This observation matched existing knowledge about other strains of hantavirus
and led researches to identify deer mice as the vector. The investigators
also examined stored autopsy specimens from individuals who had died
of undiagnosed
respiratory failure in years past. These examinations revealed that hantavirus
had been endemic to the area for decades, corroborating the Navajo lore.
Hantavirus is concentrated in mouse urine. Most patients become exposed
when cleaning out mouse-infested areas, such as sheds. After a two-week
incubation
period, the virus causes a flulike illness characterized by fever and
muscle aches.
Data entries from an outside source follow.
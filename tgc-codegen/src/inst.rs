//! Tide Machine Instruction Definitions
//!
//! A deliberately small instruction model: just enough of the ISA for the
//! frame lowering layer to emit address arithmetic and to rewrite memory
//! operands. Memory instructions address either the stack (simm12
//! displacement, scalar base) or private per-lane memory (simm11
//! displacement, vector base).

use crate::regs::PhysReg;
use std::fmt;

/// An abstract "stack slot #k" reference inside a memory operand.
///
/// Every one of these must be rewritten to a real base register plus an
/// in-range immediate before emission.
#[derive(Debug, Clone, Copy, PartialEq, Eq, Hash, PartialOrd, Ord)]
pub struct FrameIndex(pub usize);

impl fmt::Display for FrameIndex {
    fn fmt(&self, f: &mut fmt::Formatter<'_>) -> fmt::Result {
        write!(f, "fi#{}", self.0)
    }
}

/// A signed scalable displacement: a fixed byte part plus an optional
/// part scaled by the vector register length in bytes (VLENB).
#[derive(Debug, Clone, Copy, PartialEq, Eq, Default)]
pub struct StackOffset {
    pub fixed: i64,
    pub scalable: i64,
}

impl StackOffset {
    pub const fn fixed(bytes: i64) -> Self {
        StackOffset { fixed: bytes, scalable: 0 }
    }

    pub const fn new(fixed: i64, scalable: i64) -> Self {
        StackOffset { fixed, scalable }
    }

    pub fn is_zero(&self) -> bool {
        self.fixed == 0 && self.scalable == 0
    }

    /// The offset shifted by an additional fixed displacement.
    pub fn plus_fixed(self, bytes: i64) -> Self {
        StackOffset { fixed: self.fixed + bytes, scalable: self.scalable }
    }
}

impl fmt::Display for StackOffset {
    fn fmt(&self, f: &mut fmt::Formatter<'_>) -> fmt::Result {
        if self.scalable == 0 {
            write!(f, "{}", self.fixed)
        } else {
            write!(f, "{}+{}*vlenb", self.fixed, self.scalable)
        }
    }
}

/// Address space of a memory access, which decides the immediate width.
#[derive(Debug, Clone, Copy, PartialEq, Eq)]
pub enum AddrSpace {
    /// Ordinary stack access through the scalar register file.
    Stack,
    /// Per-lane private memory, encoded against the vector register file.
    Private,
}

impl AddrSpace {
    /// Width of the signed immediate displacement field.
    pub fn imm_bits(self) -> u32 {
        match self {
            AddrSpace::Stack => 12,
            AddrSpace::Private => 11,
        }
    }
}

/// True if `value` is representable as a signed `bits`-wide immediate.
pub fn fits_simm(value: i64, bits: u32) -> bool {
    let bound = 1i64 << (bits - 1);
    (-bound..bound).contains(&value)
}

/// Marker carried by emitted instructions so later passes can tell frame
/// setup/teardown code apart from ordinary instructions.
#[derive(Debug, Clone, Copy, PartialEq, Eq, Default)]
pub enum InstFlag {
    #[default]
    None,
    FrameSetup,
    FrameDestroy,
}

/// Base operand of a memory access: a concrete register or a
/// still-abstract frame index.
#[derive(Debug, Clone, Copy, PartialEq, Eq)]
pub enum AddrBase {
    Reg(PhysReg),
    Frame(FrameIndex),
}

impl fmt::Display for AddrBase {
    fn fmt(&self, f: &mut fmt::Formatter<'_>) -> fmt::Result {
        match self {
            AddrBase::Reg(r) => write!(f, "{r}"),
            AddrBase::Frame(fi) => write!(f, "{fi}"),
        }
    }
}

/// Tide machine instructions, restricted to what frame lowering emits and
/// rewrites.
#[derive(Debug, Clone, PartialEq)]
pub enum MInst {
    /// rd = rs1 + rs2
    Add { rd: PhysReg, rs1: PhysReg, rs2: PhysReg, flag: InstFlag },
    /// rd = rs1 + imm (simm12)
    Addi { rd: PhysReg, rs1: PhysReg, imm: i64, flag: InstFlag },
    /// rd = imm, materialized however wide it needs to be
    Li { rd: PhysReg, imm: i64, flag: InstFlag },
    /// rd = rs1 * imm
    Muli { rd: PhysReg, rs1: PhysReg, imm: i64, flag: InstFlag },
    /// rd = vector register length in bytes
    Vlenb { rd: PhysReg, flag: InstFlag },
    /// rd = memory[base + offset]
    Load { rd: PhysReg, base: AddrBase, offset: i64, space: AddrSpace, flag: InstFlag },
    /// memory[base + offset] = rs
    Store { rs: PhysReg, base: AddrBase, offset: i64, space: AddrSpace, flag: InstFlag },
}

impl MInst {
    pub fn flag(&self) -> InstFlag {
        match self {
            MInst::Add { flag, .. }
            | MInst::Addi { flag, .. }
            | MInst::Li { flag, .. }
            | MInst::Muli { flag, .. }
            | MInst::Vlenb { flag, .. }
            | MInst::Load { flag, .. }
            | MInst::Store { flag, .. } => *flag,
        }
    }

    /// Every physical register the instruction reads or writes.
    pub fn regs(&self) -> Vec<PhysReg> {
        match self {
            MInst::Add { rd, rs1, rs2, .. } => vec![*rd, *rs1, *rs2],
            MInst::Addi { rd, rs1, .. } | MInst::Muli { rd, rs1, .. } => vec![*rd, *rs1],
            MInst::Li { rd, .. } | MInst::Vlenb { rd, .. } => vec![*rd],
            MInst::Load { rd, base, .. } => match base {
                AddrBase::Reg(b) => vec![*rd, *b],
                AddrBase::Frame(_) => vec![*rd],
            },
            MInst::Store { rs, base, .. } => match base {
                AddrBase::Reg(b) => vec![*rs, *b],
                AddrBase::Frame(_) => vec![*rs],
            },
        }
    }

    /// The unresolved frame reference of this instruction, if any.
    pub fn frame_index(&self) -> Option<FrameIndex> {
        match self {
            MInst::Load { base: AddrBase::Frame(fi), .. }
            | MInst::Store { base: AddrBase::Frame(fi), .. } => Some(*fi),
            _ => None,
        }
    }
}

impl fmt::Display for MInst {
    fn fmt(&self, f: &mut fmt::Formatter<'_>) -> fmt::Result {
        match self {
            MInst::Add { rd, rs1, rs2, .. } => write!(f, "add {rd}, {rs1}, {rs2}"),
            MInst::Addi { rd, rs1, imm, .. } => write!(f, "addi {rd}, {rs1}, {imm}"),
            MInst::Li { rd, imm, .. } => write!(f, "li {rd}, {imm}"),
            MInst::Muli { rd, rs1, imm, .. } => write!(f, "muli {rd}, {rs1}, {imm}"),
            MInst::Vlenb { rd, .. } => write!(f, "csrr {rd}, vlenb"),
            MInst::Load { rd, base, offset, space, .. } => match space {
                AddrSpace::Stack => write!(f, "lw {rd}, {offset}({base})"),
                AddrSpace::Private => write!(f, "lwp {rd}, {offset}({base})"),
            },
            MInst::Store { rs, base, offset, space, .. } => match space {
                AddrSpace::Stack => write!(f, "sw {rs}, {offset}({base})"),
                AddrSpace::Private => write!(f, "swp {rs}, {offset}({base})"),
            },
        }
    }
}

#[cfg(test)]
mod tests {
    use super::*;
    use pretty_assertions::assert_eq;

    #[test]
    fn test_simm_ranges() {
        assert!(fits_simm(2047, 12));
        assert!(fits_simm(-2048, 12));
        assert!(!fits_simm(2048, 12));
        assert!(fits_simm(1023, 11));
        assert!(fits_simm(-1024, 11));
        assert!(!fits_simm(1024, 11));
        assert!(!fits_simm(-1025, 11));
    }

    #[test]
    fn test_instruction_display() {
        let load = MInst::Load {
            rd: PhysReg::V(3),
            base: AddrBase::Frame(FrameIndex(2)),
            offset: 8,
            space: AddrSpace::Private,
            flag: InstFlag::None,
        };
        assert_eq!(format!("{load}"), "lwp v3, 8(fi#2)");
        let addi = MInst::Addi {
            rd: PhysReg::SP,
            rs1: PhysReg::SP,
            imm: -16,
            flag: InstFlag::FrameSetup,
        };
        assert_eq!(format!("{addi}"), "addi x2, x2, -16");
    }

    #[test]
    fn test_register_operands() {
        let store = MInst::Store {
            rs: PhysReg::X(10),
            base: AddrBase::Frame(FrameIndex(0)),
            offset: 0,
            space: AddrSpace::Stack,
            flag: InstFlag::None,
        };
        assert_eq!(store.regs(), vec![PhysReg::X(10)]);

        let load = MInst::Load {
            rd: PhysReg::V(3),
            base: AddrBase::Reg(PhysReg::V(31)),
            offset: 0,
            space: AddrSpace::Private,
            flag: InstFlag::None,
        };
        assert_eq!(load.regs(), vec![PhysReg::V(3), PhysReg::V(31)]);

        let add = MInst::Add {
            rd: PhysReg::X(5),
            rs1: PhysReg::X(6),
            rs2: PhysReg::X(7),
            flag: InstFlag::None,
        };
        assert_eq!(add.regs(), vec![PhysReg::X(5), PhysReg::X(6), PhysReg::X(7)]);
    }

    #[test]
    fn test_frame_index_query() {
        let store = MInst::Store {
            rs: PhysReg::X(10),
            base: AddrBase::Frame(FrameIndex(0)),
            offset: 0,
            space: AddrSpace::Stack,
            flag: InstFlag::None,
        };
        assert_eq!(store.frame_index(), Some(FrameIndex(0)));

        let add = MInst::Add {
            rd: PhysReg::X(5),
            rs1: PhysReg::X(6),
            rs2: PhysReg::X(7),
            flag: InstFlag::None,
        };
        assert_eq!(add.frame_index(), None);
    }

    #[test]
    fn test_stack_offset_arithmetic() {
        let off = StackOffset::new(32, 2);
        assert!(!off.is_zero());
        assert_eq!(off.plus_fixed(8).fixed, 40);
        assert_eq!(format!("{off}"), "32+2*vlenb");
        assert_eq!(format!("{}", StackOffset::fixed(-4)), "-4");
    }
}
Several days later, patients develop rapidly progressive
inflammation
that leads to respiratory and cardiac failure.
Lethal Bloom
Last year, we had an unusually wet spring. By May, normally bare red
rocks were awash in cacti with lurid yellow and magenta flowers. The
yucca bloomed
in bell-shaped white flowers standing tall above a desiccated fan of
spiny leaves. Arid valleys transformed into golden vistas of flowers
gently swaying
in the breeze. In my four years on the rez, I had never seen the desert
bloom before. The spring of 2005 was reported to be the wettest season
on record
in our area since 1993. That summer, when we drove over dark roads,
our headlights startled mice dashing across the asphalt.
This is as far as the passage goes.